OK, I know what you’re thinking…cats hate violin music–cat gut strings and all. But when Elijah McClain serenaded them with music, these shelter cats not only loved the music but looked forward to these musical interludes. They’ll no longer get them because McClain was murdered by police.
McClain was a sweet law-abiding massage therapist who played violin for shelter kittens on his lunch break in his hometown of Aurora, Colorado, because he thought the animals were lonely. Colorado Music described McClain as a young man who was “quirky, a pacifist, a vegetarian, enjoyed running, and known to put a smile on everyone’s face.” And he was black.
According to The Cut, McClain’s sister says he sometimes wore a ski/runner’s mask because he was anemic and would often get cold. One night last August, he was walking home from the convenience store with his mask on when the police approached him, responding to a call about “a suspicious man” in the area. What ensued was “a struggle” according to police, which was only partially caught on body camz, as all of the officers’ body cameras allegedly fell off during the incident. Here’s what McClain told officers:
McClain was put into a carotid hold, a controversial restraint technique banned in some cities for its potential danger, and was also given a shot of ketamine by paramedics. He had a heart attack on the way to the hospital and died there three days later, after having been declared brain dead.
After the body camera footage was released, according to the Sentinel, District Attorney Dave Young sent a letter to Aurora police chief Nick Metz stating, “Based on the investigation presented and the applicable Colorado law, there is no reasonable likelihood of success of proving any state crimes beyond a reasonable doubt at trial. Therefore, no state criminal charges will be filed as a result of this incident.”
The officers were cleared of all wrongdoing.
However, the public outcry over the case has generated a tsunami of calls for accountability. More than 2.2 million people have signed a Change.org petition calling for a more in-depth investigation into McClain’s death.
On June 9, City Manager Jim Twombly agreed to an independent investigation of McClain’s death. But even that investigation has hit snags, as the initial attorney commissioned to lead the investigation was a former police officer who specialized in defending police departments in liability cases.
“Unfortunately, an attorney with a long career in law enforcement that specializes in defending municipal police departments from liability claims doesn’t qualify, in our minds, as a neutral review,” the Aurora city council said in a statement.
I’m embarrassed to admit I’m hardly woke when it comes to the plight of Blacks in America. I’ve always considered myself an open-minded progressive, but I have no clue what Blacks endure regularly at the hands of police. Previously, whenever I read about a Black being mistreated or killed by police, I assumed it was during/after s/he’d been observed engaging in serious illegal activiy or was armed and dangerous, posing a risk to the police. Amber Ruffin’s gripping account of the indignaties she’s suffered and the fear for her life during police encounters despite never having engaged in felonious behavior woke me up to their plight.
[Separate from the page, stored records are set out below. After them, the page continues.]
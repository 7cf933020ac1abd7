//! CLI command implementations

pub mod convert;
pub mod distance;
pub mod gamut;

use anyhow::{Context, Result, bail};
use okshade_color::{OkLab, OkLch, Srgb};

use crate::Space;

/// Parses `"a,b,c"` into three floats.
pub fn parse_triple(s: &str) -> Result<[f64; 3]> {
    let parts: Vec<&str> = s.split(',').map(str::trim).collect();
    if parts.len() != 3 {
        bail!("expected three comma separated values, got {:?}", s);
    }
    let mut out = [0.0; 3];
    for (slot, part) in out.iter_mut().zip(&parts) {
        *slot = part
            .parse::<f64>()
            .with_context(|| format!("invalid number {:?} in {:?}", part, s))?;
    }
    Ok(out)
}

/// Parses `"r,g,b"` into three bytes.
pub fn parse_bytes(s: &str) -> Result<[u8; 3]> {
    let parts: Vec<&str> = s.split(',').map(str::trim).collect();
    if parts.len() != 3 {
        bail!("expected three comma separated bytes, got {:?}", s);
    }
    let mut out = [0u8; 3];
    for (slot, part) in out.iter_mut().zip(&parts) {
        *slot = part
            .parse::<u8>()
            .with_context(|| format!("invalid byte {:?} in {:?}", part, s))?;
    }
    Ok(out)
}

/// A parsed command-line color, kept in the space it was given in.
#[derive(Debug, Clone, Copy, PartialEq)]
pub enum Color {
    /// sRGB input (hex, float or byte form)
    Srgb(Srgb),
    /// OkLab input
    OkLab(OkLab),
    /// OkLCh input
    OkLch(OkLch),
}

impl Color {
    /// Parses `s` as a color in `space`. OkLCh hues are read in degrees.
    pub fn parse(s: &str, space: Space) -> Result<Self> {
        let color = match space {
            Space::Hex => Color::Srgb(Srgb::from_hex(s.trim())?),
            Space::Srgb => {
                let [r, g, b] = parse_triple(s)?;
                Color::Srgb(Srgb::new(r, g, b))
            }
            Space::Srgb8 => Color::Srgb(Srgb::from(parse_bytes(s)?)),
            Space::Oklab => {
                let [l, a, b] = parse_triple(s)?;
                Color::OkLab(OkLab::new(l, a, b))
            }
            Space::Oklch => {
                let [l, c, h] = parse_triple(s)?;
                Color::OkLch(OkLch::from_degrees(l, c, h))
            }
        };
        Ok(color)
    }

    pub fn to_srgb(self) -> Srgb {
        match self {
            Color::Srgb(c) => c,
            Color::OkLab(c) => c.to_srgb(),
            Color::OkLch(c) => c.to_srgb(),
        }
    }

    pub fn to_oklab(self) -> OkLab {
        match self {
            Color::Srgb(c) => OkLab::from_srgb(c),
            Color::OkLab(c) => c,
            Color::OkLch(c) => c.to_oklab(),
        }
    }

    pub fn to_oklch(self) -> OkLch {
        match self {
            Color::Srgb(c) => OkLch::from_srgb(c),
            Color::OkLab(c) => OkLch::from_oklab(c),
            Color::OkLch(c) => c,
        }
    }

    /// One output line for `space`.
    pub fn format(self, space: Space) -> String {
        match space {
            Space::Hex => format!("hex:   {}", self.to_srgb().to_hex()),
            Space::Srgb => format!("srgb:  {}", self.to_srgb()),
            Space::Srgb8 => format!("srgb8: {}", self.to_srgb().debug_u8()),
            Space::Oklab => format!("oklab: {}", self.to_oklab()),
            Space::Oklch => format!("oklch: {}", self.to_oklch().debug_string(true)),
        }
    }
}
The BLM protests opened my eyes to the scope of the problem and how often police use brute force when dealing with Blacks, sometimes with fatal consequences. Even if the victims had criminal records and were caught engaging in criminal behavior, they deserved their day in court. Police don’t have the authority to act like vigilanties.
Even if policies are implemented to combat the problem, it is too little too late for Elijah McClain. And if you don’t believe me, ask the shelter kittens.